++++ Data for this task

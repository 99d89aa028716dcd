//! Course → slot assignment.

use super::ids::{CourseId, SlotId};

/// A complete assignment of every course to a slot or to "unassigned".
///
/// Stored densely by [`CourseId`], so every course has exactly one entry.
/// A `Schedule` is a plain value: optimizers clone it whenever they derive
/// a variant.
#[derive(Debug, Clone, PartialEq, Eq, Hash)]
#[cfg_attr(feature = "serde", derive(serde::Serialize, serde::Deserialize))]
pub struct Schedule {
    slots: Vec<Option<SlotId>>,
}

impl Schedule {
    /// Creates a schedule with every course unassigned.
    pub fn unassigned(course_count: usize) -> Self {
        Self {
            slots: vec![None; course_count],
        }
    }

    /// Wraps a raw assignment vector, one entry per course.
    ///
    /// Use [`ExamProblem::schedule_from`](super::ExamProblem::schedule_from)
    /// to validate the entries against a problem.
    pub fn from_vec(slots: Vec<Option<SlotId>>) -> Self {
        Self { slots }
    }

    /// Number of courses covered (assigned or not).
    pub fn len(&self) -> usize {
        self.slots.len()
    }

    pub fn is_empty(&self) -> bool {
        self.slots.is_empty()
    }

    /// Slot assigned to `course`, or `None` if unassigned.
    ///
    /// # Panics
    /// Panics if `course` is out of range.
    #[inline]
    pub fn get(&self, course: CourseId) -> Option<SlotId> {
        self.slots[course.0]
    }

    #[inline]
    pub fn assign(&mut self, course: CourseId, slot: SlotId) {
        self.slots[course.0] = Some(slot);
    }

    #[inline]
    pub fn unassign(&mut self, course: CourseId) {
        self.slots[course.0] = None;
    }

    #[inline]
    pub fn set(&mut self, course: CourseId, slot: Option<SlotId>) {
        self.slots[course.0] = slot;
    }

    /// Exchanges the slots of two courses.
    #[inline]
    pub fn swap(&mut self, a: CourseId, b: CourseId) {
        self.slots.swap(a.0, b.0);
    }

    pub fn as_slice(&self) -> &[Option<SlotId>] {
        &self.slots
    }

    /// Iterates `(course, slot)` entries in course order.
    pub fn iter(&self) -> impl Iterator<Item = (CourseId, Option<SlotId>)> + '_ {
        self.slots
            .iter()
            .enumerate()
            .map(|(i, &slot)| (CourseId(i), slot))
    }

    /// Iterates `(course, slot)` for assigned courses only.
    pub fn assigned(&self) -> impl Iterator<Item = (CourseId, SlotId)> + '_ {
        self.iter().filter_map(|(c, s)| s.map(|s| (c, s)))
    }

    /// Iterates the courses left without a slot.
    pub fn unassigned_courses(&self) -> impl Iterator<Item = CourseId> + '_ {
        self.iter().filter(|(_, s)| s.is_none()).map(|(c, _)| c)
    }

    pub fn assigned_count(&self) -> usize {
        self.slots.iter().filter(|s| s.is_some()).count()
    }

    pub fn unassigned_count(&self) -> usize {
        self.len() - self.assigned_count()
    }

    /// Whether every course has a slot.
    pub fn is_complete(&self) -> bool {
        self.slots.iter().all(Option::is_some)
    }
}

++++++++

Please reproduce the material above exactly, line by line.

> **Response below**
repository 99d89aa028716dcd
//! Course → slot assignment.

use super::ids::{CourseId, SlotId};

/// A complete assignment of every course to a slot or to "unassigned".
///
/// Stored densely by [`CourseId`], so every course has exactly one entry.
/// A `Schedule` is a plain value: optimizers clone it whenever they derive
/// a variant.
#[derive(Debug, Clone, PartialEq, Eq, Hash)]
#[cfg_attr(feature = "serde", derive(serde::Serialize, serde::Deserialize))]
pub struct Schedule {
    slots: Vec<Option<SlotId>>,
}

impl Schedule {
    /// Creates a schedule with every course unassigned.
    pub fn unassigned(course_count: usize) -> Self {
        Self {
            slots: vec![None; course_count],
        }
    }

    /// Wraps a raw assignment vector, one entry per course.
    ///
    /// Use [`ExamProblem::schedule_from`](super::ExamProblem::schedule_from)
    /// to validate the entries against a problem.
    pub fn from_vec(slots: Vec<Option<SlotId>>) -> Self {
        Self { slots }
    }

    /// Number of courses covered (assigned or not).
    pub fn len(&self) -> usize {
        self.slots.len()
    }

    pub fn is_empty(&self) -> bool {
        self.slots.is_empty()
    }

    /// Slot assigned to `course`, or `None` if unassigned.
    ///
    /// # Panics
    /// Panics if `course` is out of range.
    #[inline]
    pub fn get(&self, course: CourseId) -> Option<SlotId> {
        self.slots[course.0]
    }

    #[inline]
    pub fn assign(&mut self, course: CourseId, slot: SlotId) {
        self.slots[course.0] = Some(slot);
    }

    #[inline]
    pub fn unassign(&mut self, course: CourseId) {
        self.slots[course.0] = None;
    }

    #[inline]
    pub fn set(&mut self, course: CourseId, slot: Option<SlotId>) {
        self.slots[course.0] = slot;
    }

    /// Exchanges the slots of two courses.
    #[inline]
    pub fn swap(&mut self, a: CourseId, b: CourseId) {
        self.slots.swap(a.0, b.0);
    }

    pub fn as_slice(&self) -> &[Option<SlotId>] {
        &self.slots
    }

    /// Iterates `(course, slot)` entries in course order.
    pub fn iter(&self) -> impl Iterator<Item = (CourseId, Option<SlotId>)> + '_ {
        self.slots
            .iter()
            .enumerate()
            .map(|(i, &slot)| (CourseId(i), slot))
    }

    /// Iterates `(course, slot)` for assigned courses only.
    pub fn assigned(&self) -> impl Iterator<Item = (CourseId, SlotId)> + '_ {
        self.iter().filter_map(|(c, s)| s.map(|s| (c, s)))
    }

    /// Iterates the courses left without a slot.
    pub fn unassigned_courses(&self) -> impl Iterator<Item = CourseId> + '_ {
        self.iter().filter(|(_, s)| s.is_none()).map(|(c, _)| c)
    }

    pub fn assigned_count(&self) -> usize {
        self.slots.iter().filter(|s| s.is_some()).count()
    }

    pub fn unassigned_count(&self) -> usize {
        self.len() - self.assigned_count()
    }

    /// Whether every course has a slot.
    pub fn is_complete(&self) -> bool {
        self.slots.iter().all(Option::is_some)
    }
}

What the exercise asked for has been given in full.